35. In the result, we allow the above application, set aside under Section 439(2) of the Criminal Procedure Code, 1973, the order passed by the Additional Sessions Judge, Kolhapur, on February 13, 1975, and cancel the bail granted to accused Nos. 6 and 7 by the Sessions Judge on December 16, 1974, and to Accused Nos. 1 to 5 on January 2, 1975.

36. However, this cancellation will not entitle the police to postpone the commencement of the trial indefinitely or to keep the active in custody without any future for them.

37. The learned public prosecutor before us is not in a position to say as to when the State will be able to move the Magistrate to commit the case to the Sessions Court. The prosecution should, therefore, move the Magistrate to pass the necessary order of committal under Section 209 of the Criminal Procedure Code, 1973, within fifteen days from the receipt of the writ of this Court by the Court of Session at Kolhapur.

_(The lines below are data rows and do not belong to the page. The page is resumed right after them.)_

//! s3upload-s3: S3 SDK adapter for s3upload
//!
//! Implements the `ObjectStore` trait from s3upload-core on top of aws-sdk-s3.

mod client;

pub use client::{DEFAULT_REGION, S3Client, S3Settings};
//! Content type resolution for uploads

/// Content type used for unknown extensions when they are allowed
pub const OCTET_STREAM: &str = "application/octet-stream";

/// IANA-registered top-level media types. Guesses outside these
/// (`chemical/x-xyz`, `x-conference/..`) count as unknown.
const REGISTERED_TOP_LEVEL: &[&str] = &[
    "application",
    "audio",
    "font",
    "image",
    "message",
    "model",
    "multipart",
    "text",
    "video",
];

/// Maps file names to the content type sent with the upload
#[derive(Debug, Clone, Copy, Default)]
pub struct ContentTypeResolver {
    include_unknown: bool,
}

impl ContentTypeResolver {
    pub fn new(include_unknown: bool) -> Self {
        Self { include_unknown }
    }

    /// Content type for `file_name`, from its extension.
    ///
    /// `None` means the file must not be uploaded: its type is unknown and
    /// unknown types were not enabled.
    pub fn resolve(&self, file_name: &str) -> Option<&'static str> {
        let known = mime_guess::from_path(file_name)
            .iter_raw()
            .find(|content_type| is_registered(content_type));
        match known {
            Some(content_type) => Some(content_type),
            None if self.include_unknown => Some(OCTET_STREAM),
            None => None,
        }
    }
}

fn is_registered(content_type: &str) -> bool {
    content_type
        .split_once('/')
        .is_some_and(|(top, _)| REGISTERED_TOP_LEVEL.contains(&top))
}
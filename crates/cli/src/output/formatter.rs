//! Output formatter for human-readable and JSON output

use console::Style;
use serde::Serialize;

use super::OutputConfig;

/// Color theme for styled output
#[derive(Debug, Clone)]
pub struct Theme {
    /// Bucket and key names - bold
    pub name: Style,
    /// Byte counts - green
    pub size: Style,
    /// Success messages - green
    pub success: Style,
    /// Error messages - red
    pub error: Style,
    /// Warning messages - yellow
    pub warning: Style,
}

impl Default for Theme {
    fn default() -> Self {
        Self {
            name: Style::new().bold(),
            size: Style::new().green(),
            success: Style::new().green(),
            error: Style::new().red(),
            warning: Style::new().yellow(),
        }
    }
}

impl Theme {
    /// Returns a theme with no styling (for no-color mode)
    pub fn plain() -> Self {
        Self {
            name: Style::new(),
            size: Style::new(),
            success: Style::new(),
            error: Style::new(),
            warning: Style::new(),
        }
    }
}

/// Formatter for CLI output
///
/// When JSON mode is enabled, stdout carries strict JSON only.
#[derive(Debug, Clone)]
pub struct Formatter {
    config: OutputConfig,
    theme: Theme,
}

impl Formatter {
    /// Create a new formatter with the given configuration
    pub fn new(config: OutputConfig) -> Self {
        let theme = if config.no_color || config.json {
            Theme::plain()
        } else {
            Theme::default()
        };
        Self { config, theme }
    }

    /// Check if JSON output mode is enabled
    pub fn is_json(&self) -> bool {
        self.config.json
    }

    /// Style a bucket or key name (bold)
    pub fn style_name(&self, text: &str) -> String {
        self.theme.name.apply_to(text).to_string()
    }

    /// Style a byte count (green)
    pub fn style_size(&self, text: &str) -> String {
        self.theme.size.apply_to(text).to_string()
    }

    /// Output a success message
    pub fn success(&self, message: &str) {
        if self.config.quiet || self.config.json {
            return;
        }

        let checkmark = self.theme.success.apply_to("✓");
        println!("{checkmark} {message}");
    }

    /// Output an error message
    ///
    /// Errors are always printed, even in quiet mode.
    pub fn error(&self, message: &str) {
        if self.config.json {
            let error = serde_json::json!({
                "error": message
            });
            eprintln!(
                "{}",
                serde_json::to_string_pretty(&error).unwrap_or_else(|_| message.to_string())
            );
        } else {
            let cross = self.theme.error.apply_to("✗");
            eprintln!("{cross} {message}");
        }
    }

    /// Output a warning message
    pub fn warning(&self, message: &str) {
        if self.config.quiet || self.config.json {
            return;
        }

        let warn_icon = self.theme.warning.apply_to("⚠");
        eprintln!("{warn_icon} {message}");
    }

    /// Output JSON directly
    pub fn json<T: Serialize>(&self, value: &T) {
        match serde_json::to_string_pretty(value) {
            Ok(json) => println!("{json}"),
            Err(e) => eprintln!("Error serializing output: {e}"),
        }
    }
}

impl Default for Formatter {
    fn default() -> Self {
        Self::new(OutputConfig::default())
    }
}

#[cfg(test)]
mod tests {
    use super::*;

    #[test]
    fn test_formatter_default() {
        let formatter = Formatter::default();
        assert!(!formatter.is_json());
    }

    #[test]
    fn test_formatter_json_mode() {
        let config = OutputConfig {
            json: true,
            ..Default::default()
        };
        let formatter = Formatter::new(config);
        assert!(formatter.is_json());
        assert_eq!(formatter.style_name("my-bucket"), "my-bucket");
    }

    #[test]
    fn test_plain_theme_leaves_text_untouched() {
        let config = OutputConfig {
            no_color: true,
            ..Default::default()
        };
        let formatter = Formatter::new(config);
        assert_eq!(formatter.style_name("my-bucket"), "my-bucket");
        assert_eq!(formatter.style_size("1 KiB"), "1 KiB");
    }
}
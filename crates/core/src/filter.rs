//! Name-based exclusion rules for the tree walk

use std::collections::HashSet;

use crate::config::SyncConfig;

/// Directory name that is never descended into
const LOST_AND_FOUND: &str = "lost+found";

/// Decides which directories to enter and which files to skip
///
/// Symlinks are not handled here: the walker drops them before any name
/// rule is consulted.
#[derive(Debug, Clone, Default)]
pub struct IgnoreFilter {
    recursive: bool,
    ignore_names: HashSet<String>,
}

impl IgnoreFilter {
    pub fn new(recursive: bool, ignore_names: HashSet<String>) -> Self {
        Self {
            recursive,
            ignore_names,
        }
    }

    pub fn from_config(config: &SyncConfig) -> Self {
        Self::new(config.recursive(), config.ignore_names().clone())
    }

    /// Whether the walk should enter a directory called `name`
    pub fn should_descend(&self, name: &str) -> bool {
        if !self.recursive {
            return false;
        }

        if name.starts_with('.') || name.starts_with('_') {
            return false;
        }

        if self.ignore_names.contains(name) {
            return false;
        }

        name != LOST_AND_FOUND
    }

    /// Whether a file called `name` is excluded by the ignore list
    pub fn should_skip_file(&self, name: &str) -> bool {
        self.ignore_names.contains(name)
    }
}

#[cfg(test)]
mod tests {
    use super::*;

    fn filter(recursive: bool, names: &[&str]) -> IgnoreFilter {
        IgnoreFilter::new(recursive, names.iter().map(|n| n.to_string()).collect())
    }

    #[test]
    fn test_non_recursive_never_descends() {
        let f = filter(false, &[]);
        assert!(!f.should_descend("docs"));
        assert!(!f.should_descend("images"));
    }

    #[test]
    fn test_hidden_and_underscore_dirs() {
        let f = filter(true, &[]);
        assert!(!f.should_descend(".git"));
        assert!(!f.should_descend(".cache"));
        assert!(!f.should_descend("_drafts"));
        assert!(f.should_descend("docs"));
        assert!(f.should_descend("my.dir"));
    }

    #[test]
    fn test_ignored_and_lost_found_dirs() {
        let f = filter(true, &["node_modules"]);
        assert!(!f.should_descend("node_modules"));
        assert!(!f.should_descend("lost+found"));
        assert!(f.should_descend("node_modules2"));
    }

    #[test]
    fn test_should_skip_file_exact_match_only() {
        let f = filter(true, &["Thumbs.db", "secret.txt"]);
        assert!(f.should_skip_file("Thumbs.db"));
        assert!(f.should_skip_file("secret.txt"));
        assert!(!f.should_skip_file("thumbs.db"));
        assert!(!f.should_skip_file("secret.txt.bak"));
        // Built-in directory rules do not apply to files
        assert!(!f.should_skip_file(".htaccess"));
        assert!(!f.should_skip_file("_config.yml"));
    }

    #[test]
    fn test_from_config() {
        let config = SyncConfig::builder("b", "/d")
            .recursive(true)
            .ignore_list("tmp")
            .build()
            .unwrap();
        let f = IgnoreFilter::from_config(&config);
        assert!(f.should_descend("src"));
        assert!(!f.should_descend("tmp"));
        assert!(f.should_skip_file("tmp"));
    }
}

38. The accused should be thereafter produced before the Court of Session, as if, the present order was an order under Section 309(2) of the Criminal Procedure Code, 1973; and the Court of Session shall be at liberty to pass such orders under that section with regard to custody of the accused, the commencement and adjournment of the case, as it deems proper in accordance with the principles stated hereinabove and in accordance with law.

39. If the prosecution fails to act in accordance with the conditions, as stated above, the accused shall be once again released on each of them executing a bond in the amount in which) they had respectively executed, when they were released by the Sessions Judge. The bonds shall be fresh bonds. 'We are imposing these conditions in the ends of justice and in exercise of powers under Section 482 of the Criminal Procedure Code, 1973, as the whole object of the new provisions in the new Criminal Procedure Code is to expedite investigation, inquiry and trial of the criminal cases and indefinite detention of the accused, even in murder cases, would be against those provisions.

40. Nothing that is stated hereinabove shall prejudice the accused in their defence at the inquiry or trial in any manner whatsoever.

41. Subject to what is stated hereinabove, the rule is made absolute. The accused to surrender to their bail forthwith.